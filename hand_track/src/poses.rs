//! Canonical synthetic hand poses.
//!
//! Deterministic 21-point observations for each recognizable hand shape,
//! positioned around a requested palm point. The keyboard simulator feeds
//! these through the real extractor/classifier path, and the workspace
//! tests build their fixtures from them.
//!
//! Geometry is laid out in normalized image coordinates (y downward) around
//! a center `c`: wrist 0.15 below, knuckle row at `c`, extended fingertips
//! 0.12 above, curled fingertips 0.05 below. Each placement clears its
//! extractor threshold with room to spare rather than sitting on the
//! boundary.

use crate::{landmark, HandObservation, Handedness, Point2, LANDMARK_COUNT};

/// Mirrored-preview convention: a palm right of the image midline is the
/// user's left hand. Matches the classifier's dispatch convention.
fn handedness_for(at: Point2) -> Handedness {
    if at.x > 0.5 {
        Handedness::Left
    } else {
        Handedness::Right
    }
}

/// Offsets of the four non-thumb knuckles from the pose center.
const FINGER_MCP_DX: [f32; 4] = [-0.06, -0.02, 0.02, 0.06];

struct PoseBuilder {
    lm: [Point2; LANDMARK_COUNT],
    c: Point2,
}

impl PoseBuilder {
    fn new(c: Point2) -> Self {
        let mut lm = [Point2::default(); LANDMARK_COUNT];
        lm[landmark::WRIST] = Point2::new(c.x, c.y + 0.15);
        // Knuckle row
        for (i, dx) in FINGER_MCP_DX.iter().enumerate() {
            lm[landmark::INDEX_MCP + i * 4] = Point2::new(c.x + dx, c.y);
        }
        // Thumb column (CMC, MCP); IP and tip are set per pose.
        lm[1] = Point2::new(c.x - 0.08, c.y + 0.12);
        lm[landmark::THUMB_MCP] = Point2::new(c.x - 0.10, c.y + 0.08);
        PoseBuilder { lm, c }
    }

    /// Set finger `i` (0 = index … 3 = pinky) extended or curled, filling
    /// the intermediate PIP/DIP joints by interpolation.
    fn finger(mut self, i: usize, extended: bool) -> Self {
        let mcp = landmark::INDEX_MCP + i * 4;
        let tip_y = if extended { self.c.y - 0.12 } else { self.c.y + 0.05 };
        let tip = Point2::new(self.lm[mcp].x, tip_y);
        self.lm[mcp + 3] = tip;
        self.lm[mcp + 1] = lerp(self.lm[mcp], tip, 1.0 / 3.0);
        self.lm[mcp + 2] = lerp(self.lm[mcp], tip, 2.0 / 3.0);
        self
    }

    fn fingers(mut self, extended: [bool; 4]) -> Self {
        for (i, &e) in extended.iter().enumerate() {
            self = self.finger(i, e);
        }
        self
    }

    /// Place the thumb tip at an absolute offset from the pose center.
    fn thumb_tip_at(mut self, dx: f32, dy: f32) -> Self {
        let tip = Point2::new(self.c.x + dx, self.c.y + dy);
        self.lm[landmark::THUMB_TIP] = tip;
        self.lm[3] = lerp(self.lm[landmark::THUMB_MCP], tip, 0.5);
        self
    }

    /// Replace one fingertip outright (the pinch pose puts the index tip
    /// against the thumb instead of on the curled row).
    fn finger_tip_override(mut self, i: usize, tip: Point2) -> Self {
        let mcp = landmark::INDEX_MCP + i * 4;
        self.lm[mcp + 3] = tip;
        self.lm[mcp + 1] = lerp(self.lm[mcp], tip, 1.0 / 3.0);
        self.lm[mcp + 2] = lerp(self.lm[mcp], tip, 2.0 / 3.0);
        self
    }

    fn build(self) -> HandObservation {
        HandObservation::new(self.lm, handedness_for(self.c))
    }
}

fn lerp(a: Point2, b: Point2, t: f32) -> Point2 {
    Point2::new(a.x + (b.x - a.x) * t, a.y + (b.y - a.y) * t)
}

// ════════════════════════════════════════════════════════════════════════════
// Pose builders
// ════════════════════════════════════════════════════════════════════════════

/// All five digits extended.
pub fn open_hand(at: Point2) -> HandObservation {
    PoseBuilder::new(at)
        .fingers([true, true, true, true])
        .thumb_tip_at(-0.14, -0.02)
        .build()
}

/// All digits curled; thumb tucked clear of the index tip so the pinch
/// test cannot fire first.
pub fn closed_fist(at: Point2) -> HandObservation {
    PoseBuilder::new(at)
        .fingers([false, false, false, false])
        .thumb_tip_at(-0.12, 0.11)
        .build()
}

/// Thumb tip brought onto the index tip (gap 0.03 < the 0.05 cutoff).
pub fn pinch(at: Point2) -> HandObservation {
    PoseBuilder::new(at)
        .fingers([false, false, false, false])
        .thumb_tip_at(-0.06, -0.04)
        .finger_tip_override(0, Point2::new(at.x - 0.06, at.y - 0.01))
        .build()
}

/// Thumb extended past the vertical margin, fingers curled.
pub fn thumbs_up(at: Point2) -> HandObservation {
    PoseBuilder::new(at)
        .fingers([false, false, false, false])
        .thumb_tip_at(-0.12, -0.06)
        .build()
}

/// Thumb extended downward past the vertical margin, fingers curled.
pub fn thumbs_down(at: Point2) -> HandObservation {
    PoseBuilder::new(at)
        .fingers([false, false, false, false])
        .thumb_tip_at(-0.16, 0.26)
        .build()
}

/// Index and middle extended, ring and pinky curled, thumb tucked.
pub fn victory(at: Point2) -> HandObservation {
    PoseBuilder::new(at)
        .fingers([true, true, false, false])
        .thumb_tip_at(-0.12, 0.11)
        .build()
}

/// Three fingers extended with the thumb tucked — matches no gesture rule.
pub fn unrecognized(at: Point2) -> HandObservation {
    PoseBuilder::new(at)
        .fingers([true, true, true, false])
        .thumb_tip_at(-0.12, 0.11)
        .build()
}

// ════════════════════════════════════════════════════════════════════════════
// Tests
// ════════════════════════════════════════════════════════════════════════════

#[cfg(test)]
mod tests {
    use super::*;
    use crate::HandFeatures;

    #[test]
    fn handedness_follows_mirrored_midline() {
        assert_eq!(open_hand(Point2::new(0.7, 0.5)).handedness, Handedness::Left);
        assert_eq!(open_hand(Point2::new(0.3, 0.5)).handedness, Handedness::Right);
    }

    #[test]
    fn palm_center_lands_near_the_requested_point() {
        let at = Point2::new(0.42, 0.58);
        let f = HandFeatures::extract(&open_hand(at));
        assert!((f.palm_center.x - at.x).abs() < 0.02);
        assert!((f.palm_center.y - at.y).abs() < 0.05);
    }

    #[test]
    fn unrecognized_pose_matches_no_shape() {
        let f = HandFeatures::extract(&unrecognized(Point2::new(0.5, 0.5)));
        assert_eq!(f.extended_finger_count(), 3);
        assert!(!f.thumb_extended);
        assert!(f.pinch_distance >= 0.05);
    }

    #[test]
    fn fist_keeps_thumb_clear_of_the_pinch_cutoff() {
        let f = HandFeatures::extract(&closed_fist(Point2::new(0.5, 0.5)));
        assert!(f.pinch_distance >= 0.05, "gap was {}", f.pinch_distance);
    }
}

■ **PROBLEM DETAILS**:
Could you reproduce all of the entries exactly as they appear?

■ **EXERCISE OUTPUT**:
filename hand_track/src/poses.rs
//! Canonical synthetic hand poses.
//!
//! Deterministic 21-point observations for each recognizable hand shape,
//! positioned around a requested palm point. The keyboard simulator feeds
//! these through the real extractor/classifier path, and the workspace
//! tests build their fixtures from them.
//!
//! Geometry is laid out in normalized image coordinates (y downward) around
//! a center `c`: wrist 0.15 below, knuckle row at `c`, extended fingertips
//! 0.12 above, curled fingertips 0.05 below. Each placement clears its
//! extractor threshold with room to spare rather than sitting on the
//! boundary.

use crate::{landmark, HandObservation, Handedness, Point2, LANDMARK_COUNT};

/// Mirrored-preview convention: a palm right of the image midline is the
/// user's left hand. Matches the classifier's dispatch convention.
fn handedness_for(at: Point2) -> Handedness {
    if at.x > 0.5 {
        Handedness::Left
    } else {
        Handedness::Right
    }
}

/// Offsets of the four non-thumb knuckles from the pose center.
const FINGER_MCP_DX: [f32; 4] = [-0.06, -0.02, 0.02, 0.06];

struct PoseBuilder {
    lm: [Point2; LANDMARK_COUNT],
    c: Point2,
}

impl PoseBuilder {
    fn new(c: Point2) -> Self {
        let mut lm = [Point2::default(); LANDMARK_COUNT];
        lm[landmark::WRIST] = Point2::new(c.x, c.y + 0.15);
        // Knuckle row
        for (i, dx) in FINGER_MCP_DX.iter().enumerate() {
            lm[landmark::INDEX_MCP + i * 4] = Point2::new(c.x + dx, c.y);
        }
        // Thumb column (CMC, MCP); IP and tip are set per pose.
        lm[1] = Point2::new(c.x - 0.08, c.y + 0.12);
        lm[landmark::THUMB_MCP] = Point2::new(c.x - 0.10, c.y + 0.08);
        PoseBuilder { lm, c }
    }

    /// Set finger `i` (0 = index … 3 = pinky) extended or curled, filling
    /// the intermediate PIP/DIP joints by interpolation.
    fn finger(mut self, i: usize, extended: bool) -> Self {
        let mcp = landmark::INDEX_MCP + i * 4;
        let tip_y = if extended { self.c.y - 0.12 } else { self.c.y + 0.05 };
        let tip = Point2::new(self.lm[mcp].x, tip_y);
        self.lm[mcp + 3] = tip;
        self.lm[mcp + 1] = lerp(self.lm[mcp], tip, 1.0 / 3.0);
        self.lm[mcp + 2] = lerp(self.lm[mcp], tip, 2.0 / 3.0);
        self
    }

    fn fingers(mut self, extended: [bool; 4]) -> Self {
        for (i, &e) in extended.iter().enumerate() {
            self = self.finger(i, e);
        }
        self
    }

    /// Place the thumb tip at an absolute offset from the pose center.
    fn thumb_tip_at(mut self, dx: f32, dy: f32) -> Self {
        let tip = Point2::new(self.c.x + dx, self.c.y + dy);
        self.lm[landmark::THUMB_TIP] = tip;
        self.lm[3] = lerp(self.lm[landmark::THUMB_MCP], tip, 0.5);
        self
    }

    /// Replace one fingertip outright (the pinch pose puts the index tip
    /// against the thumb instead of on the curled row).
    fn finger_tip_override(mut self, i: usize, tip: Point2) -> Self {
        let mcp = landmark::INDEX_MCP + i * 4;
        self.lm[mcp + 3] = tip;
        self.lm[mcp + 1] = lerp(self.lm[mcp], tip, 1.0 / 3.0);
        self.lm[mcp + 2] = lerp(self.lm[mcp], tip, 2.0 / 3.0);
        self
    }

    fn build(self) -> HandObservation {
        HandObservation::new(self.lm, handedness_for(self.c))
    }
}

fn lerp(a: Point2, b: Point2, t: f32) -> Point2 {
    Point2::new(a.x + (b.x - a.x) * t, a.y + (b.y - a.y) * t)
}

// ════════════════════════════════════════════════════════════════════════════
// Pose builders
// ════════════════════════════════════════════════════════════════════════════

/// All five digits extended.
pub fn open_hand(at: Point2) -> HandObservation {
    PoseBuilder::new(at)
        .fingers([true, true, true, true])
        .thumb_tip_at(-0.14, -0.02)
        .build()
}

/// All digits curled; thumb tucked clear of the index tip so the pinch
/// test cannot fire first.
pub fn closed_fist(at: Point2) -> HandObservation {
    PoseBuilder::new(at)
        .fingers([false, false, false, false])
        .thumb_tip_at(-0.12, 0.11)
        .build()
}

/// Thumb tip brought onto the index tip (gap 0.03 < the 0.05 cutoff).
pub fn pinch(at: Point2) -> HandObservation {
    PoseBuilder::new(at)
        .fingers([false, false, false, false])
        .thumb_tip_at(-0.06, -0.04)
        .finger_tip_override(0, Point2::new(at.x - 0.06, at.y - 0.01))
        .build()
}

/// Thumb extended past the vertical margin, fingers curled.
pub fn thumbs_up(at: Point2) -> HandObservation {
    PoseBuilder::new(at)
        .fingers([false, false, false, false])
        .thumb_tip_at(-0.12, -0.06)
        .build()
}

/// Thumb extended downward past the vertical margin, fingers curled.
pub fn thumbs_down(at: Point2) -> HandObservation {
    PoseBuilder::new(at)
        .fingers([false, false, false, false])
        .thumb_tip_at(-0.16, 0.26)
        .build()
}

/// Index and middle extended, ring and pinky curled, thumb tucked.
pub fn victory(at: Point2) -> HandObservation {
    PoseBuilder::new(at)
        .fingers([true, true, false, false])
        .thumb_tip_at(-0.12, 0.11)
        .build()
}

/// Three fingers extended with the thumb tucked — matches no gesture rule.
pub fn unrecognized(at: Point2) -> HandObservation {
    PoseBuilder::new(at)
        .fingers([true, true, true, false])
        .thumb_tip_at(-0.12, 0.11)
        .build()
}

// ════════════════════════════════════════════════════════════════════════════
// Tests
// ════════════════════════════════════════════════════════════════════════════

#[cfg(test)]
mod tests {
    use super::*;
    use crate::HandFeatures;

    #[test]
    fn handedness_follows_mirrored_midline() {
        assert_eq!(open_hand(Point2::new(0.7, 0.5)).handedness, Handedness::Left);
        assert_eq!(open_hand(Point2::new(0.3, 0.5)).handedness, Handedness::Right);
    }

    #[test]
    fn palm_center_lands_near_the_requested_point() {
        let at = Point2::new(0.42, 0.58);
        let f = HandFeatures::extract(&open_hand(at));
        assert!((f.palm_center.x - at.x).abs() < 0.02);
        assert!((f.palm_center.y - at.y).abs() < 0.05);
    }

    #[test]
    fn unrecognized_pose_matches_no_shape() {
        let f = HandFeatures::extract(&unrecognized(Point2::new(0.5, 0.5)));
        assert_eq!(f.extended_finger_count(), 3);
        assert!(!f.thumb_extended);
        assert!(f.pinch_distance >= 0.05);
    }

    #[test]
    fn fist_keeps_thumb_clear_of_the_pinch_cutoff() {
        let f = HandFeatures::extract(&closed_fist(Point2::new(0.5, 0.5)));
        assert!(f.pinch_distance >= 0.05, "gap was {}", f.pinch_distance);
    }
}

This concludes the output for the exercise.